Frankfurt - In a year of almost non-stop crisis following revelations of cheating on emissions tests, the force that finally brought Volkswagen's (VW) factories to a halt wasn’t regulators or a court ruling, but a defiant parts supplier from the former Yugoslav republic of Bosnia-Herzegovina.
Volkswagen suspended production of its best-selling Golf hatchback on Monday, day five of a confrontation with Prevent Group, a Sarajevo-based company controlled by one of Bosnia’s wealthiest families. Prevent, Bosnia’s biggest exporter, has more than 13 000 employees at 36 locations around the world, making goods ranging from car seats to men’s clothing to interiors for luxury yachts.

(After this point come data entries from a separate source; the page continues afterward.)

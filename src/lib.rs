//! # multistream-lm
//!
//! Decoding engine for multi-stream autoregressive token models: a batch of
//! parallel codebook streams (audio residual codebooks plus an optional text
//! stream) generated jointly, one time step at a time.
//!
//! ## Features
//!
//! - **CPU inference** with optional MKL/Accelerate for faster BLAS operations
//! - **CUDA** support for NVIDIA GPU acceleration
//! - **Metal** support for Apple Silicon
//! - **Streaming decode** with per-layer KV caches and a burst protocol that
//!   interleaves backbone and depth-decoder steps
//! - **Classifier-free guidance** in one batch-doubled pass or two passes
//! - **Delay pattern** codec that staggers codebooks along the time axis
//!
//! ## Quick Start
//!
//! ```rust,ignore
//! use multistream_lm::{auto_device, GenerateParams, LmModel, Modality};
//!
//! let device = auto_device()?;
//! let model = LmModel::load(
//!     "config.json",
//!     &[std::path::PathBuf::from("model.safetensors")],
//!     multistream_lm::compute_dtype_for_device(&device),
//!     &device,
//! )?;
//!
//! let params = GenerateParams {
//!     max_gen_len: 512,
//!     ..Default::default()
//! };
//! let grid = model.generate(None, &[], Some(1), &params, None)?;
//! // [1, K, 512] i64, ready for a codec
//! let codes = grid.to_tensor(&model.config().stream_cardinalities(), &device)?;
//! ```
//!
//! ## Architecture
//!
//! A decode step moves through three stages:
//!
//! 1. **Backbone**: one transformer step over the summed embeddings of the
//!    previous time step's tokens (all streams collapsed into one position).
//!    Produces text logits and a shared latent.
//!
//! 2. **Audio readout**: either a stack of per-codebook linear heads on the
//!    shared latent (`Direct`), or a small autoregressive transformer over
//!    the codebook axis (`Depth`) that conditions each codebook on the
//!    tokens already decoded at this time step.
//!
//! 3. **Delay bookkeeping**: streams are staggered by per-codebook delays,
//!    so a token decoded at step `t` for codebook `k` lands at time
//!    `t - delay[k]` in the output. [`generation::delay`] holds the codec.
//!
//! Tokens stay symbolic ([`Token`]) until the tensor boundary: the start
//! marker, the zero placeholder, and not-yet-generated cells all have
//! reserved encodings that never appear in model output.

pub mod conditions;
pub mod generation;
pub mod models;
pub mod profiling;
pub mod tokens;

use anyhow::Result;
use candle_core::{DType, Device, Tensor};

/// Re-exports for convenience
pub use conditions::{
    build_cfg_conditions, AttributeValue, CfgConditions, ConditionAttributes, ConditionProvider,
    ConditionTensors,
};
pub use generation::{GenerateParams, SamplingContext, SamplingPolicy, StreamingState};
pub use models::{DepthDecoderConfig, LmConfig, LmModel, TransformerConfig};
pub use tokens::{Modality, Token, TokenGrid};

/// Return the recommended compute dtype for the given device.
///
/// Returns `BF16` for CUDA/Metal (lower memory, faster attention) and `F32` for CPU.
pub fn compute_dtype_for_device(device: &Device) -> DType {
    if device.is_cuda() || device.is_metal() {
        DType::BF16
    } else {
        DType::F32
    }
}

/// Force the GPU to complete all pending work before returning.
///
/// On CUDA/Metal, GPU operations are asynchronous — `Instant::now()` would
/// measure submission time, not completion time. This helper forces a sync
/// by creating a tiny tensor and reading it back to the CPU.
///
/// On CPU this is a no-op.
pub fn sync_device(device: &Device) -> Result<()> {
    match device {
        Device::Cpu => Ok(()),
        _ => {
            // Force a GPU→CPU sync by reading a scalar back
            let _: Vec<f32> = Tensor::zeros(1, DType::F32, device)?.to_vec1()?;
            Ok(())
        }
    }
}

/// Select the best available compute device for inference.
///
/// Checks for available hardware in order: CUDA → Metal → CPU.
/// Falls back to CPU if no GPU acceleration is available.
///
/// # Feature Flags
///
/// - `cuda`: Enables NVIDIA GPU support
/// - `metal`: Enables Apple Silicon GPU support
pub fn auto_device() -> Result<Device> {
    #[cfg(feature = "cuda")]
    {
        if let Ok(device) = Device::cuda_if_available(0) {
            if device.is_cuda() {
                tracing::info!("Using CUDA device");
                return Ok(device);
            }
        }
    }

    #[cfg(feature = "metal")]
    {
        if let Ok(device) = Device::new_metal(0) {
            tracing::info!("Using Metal device");
            return Ok(device);
        }
    }

    tracing::info!("Using CPU device");
    Ok(Device::Cpu)
}

/// Parse a device string into a [`Device`].
///
/// Supported formats:
/// - `"auto"` — select best available via [`auto_device`]
/// - `"cpu"` — force CPU
/// - `"cuda"` or `"cuda:0"` — CUDA device 0
/// - `"cuda:N"` — CUDA device N
/// - `"metal"` — Apple Silicon GPU
///
/// # Errors
///
/// Returns an error if the device string is unrecognized, the requested
/// backend wasn't compiled in, or hardware initialization fails.
pub fn parse_device(device_str: &str) -> Result<Device> {
    match device_str.to_lowercase().as_str() {
        "auto" => auto_device(),
        "cpu" => Ok(Device::Cpu),
        s if s.starts_with("cuda") => {
            #[cfg(feature = "cuda")]
            {
                let ordinal: usize = if s == "cuda" {
                    0
                } else if let Some(idx) = s.strip_prefix("cuda:") {
                    idx.parse()
                        .map_err(|e| anyhow::anyhow!("invalid CUDA device index: {e}"))?
                } else {
                    0
                };
                Device::cuda_if_available(ordinal)
                    .map_err(|e| anyhow::anyhow!("failed to init CUDA device {ordinal}: {e}"))
            }
            #[cfg(not(feature = "cuda"))]
            anyhow::bail!("CUDA support not compiled in. Rebuild with: cargo build --features cuda")
        }
        "metal" => {
            #[cfg(feature = "metal")]
            {
                Device::new_metal(0)
                    .map_err(|e| anyhow::anyhow!("failed to init Metal device: {e}"))
            }
            #[cfg(not(feature = "metal"))]
            anyhow::bail!(
                "Metal support not compiled in. Rebuild with: cargo build --features metal"
            )
        }
        other => {
            anyhow::bail!("unknown device '{other}'. Supported: auto, cpu, cuda, cuda:N, metal")
        }
    }
}

/// Human-readable label for a [`Device`].
pub fn device_info(device: &Device) -> String {
    match device {
        Device::Cpu => "CPU".to_string(),
        Device::Cuda(_) => "CUDA".to_string(),
        Device::Metal(_) => "Metal".to_string(),
    }
}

Two Prevent subsidiaries stopped delivering parts to Volkswagen after the German carmaker canceled a new contract and refused to reimburse money spent to fill the order. While VW is known for using its purchasing power to muscle through cuts, Prevent is the first supplier to fight back by halting deliveries, puzzling industry observers as the two fight it out in court.
Talks to end the standoff were still under way on Tuesday morning after more than 18 hours, with some points proving difficult to resolve, spokesmen for both sides said by phone.
“It must have been something huge,” said Nihad Imamovic, who began working with Prevent founder Nijaz Hastor during the company’s early days in post-war Bosnia-Herzegovina. “Something terribly wrong must have been done to him.”
Prevent’s rebellion comes after Hastor, the family patriarch whose business relationship with VW dates back some 40 years, handed over day-to-day control of the company to his sons.
The new generation is facing turbulent times in the industry, with revenue gains at their lowest level in seven years and small suppliers facing wafer-thin profit margins as they struggle to keep up with new technologies, Roland Berger Strategy Consultants GmbH and Lazard said in a joint study published last month.
Representatives for Prevent and Volkswagen declined to comment on the nature of the dispute.
Hastor started his career in a far simpler auto-components industry. In the late 1970s, Hastor was in charge of non-metal parts for Tvornica Automobila Sarajevo, which built VW models under the TAS brand, according to Imamovic, who oversaw metal parts at the company.
In 1988, Hastor moved to Wolfsburg, VW’s headquarters, to represent metals conglomerate UNIS in its dealings with the German auto industry.
He later was put in charge of VW suppliers in Slovenia, including the original Prevent, a company that took its name from its original line of business, manufacturing protective gloves.
In the early 1990s, Hastor began buying up Slovenian parts manufacturers, gradually turning himself into a VW supplier. He expanded Prevent production in Bosnia, then moved the company’s headquarters to the capital, Sarajevo.
He got in touch with his old colleague Imamovic just as the Balkan wars were winding down, hiring him as head of his ASA Group, founded alongside Prevent, which grew to encompass everything from insurance and leasing to freight forwarding and organic farms.
When Imamovic retired in early 2011, he sold his stake in ASA to Hastor. He says his old colleague had the papers drawn up for 10% more than they had agreed the holding was worth.
“We remained very good friends,” Imamovic said by phone from the coast of Croatia. “He never looks down on anybody.”
Hastor also had excellent relations with VW, said Borut Meh, who headed Prevent Global in Slovenia for two years just under a decade ago.
“He was a very positive personality, and he wouldn’t be blackmailed,” Meh said. “He was successful because he focused on the core business.”
With Hastor’s sons in control and now seeking to diversify the company, Prevent has adopted a more aggressive business style, according to two people familiar with their plans, who asked not to be named discussing internal matters.
Born in Sarajevo, Kenan Hastor and Damir Hastor grew up partly in Germany and studied abroad, according to Bosnian news reports. Just before his wedding last year, a Bosnian news site crowned Damir Hastor “Bosnia’s most eligible bachelor.”
Meanwhile, Prevent has continued to make acquisitions, including the two subsidiaries now fighting with VW, the Car Trim seat-component division and ES Automobilguss transmission-parts unit. The order canceled by VW involved a €500m deal with Car Trim that was scheduled to start next year, a person familiar with the matter said last week.
The company first clashed with VW in Brazil, said two people familiar with the matter. The dispute there was over quality issues and late supplies, and as in Germany, Prevent’s subsidiaries threatened to halt deliveries, one of the people said.
The question is why Prevent would fight back on a larger scale in Germany, given VW’s power and probable ability to lock the Bosnian company out of future contracts, said Stefan Bratzel, director of the Center of Automotive Management at the University of Applied Sciences in Bergisch Gladbach, Germany.
“It looks like harakiri,” or ritual suicide, Bratzel said. “It will be difficult for them to compete in the next few years, at least with the same management.”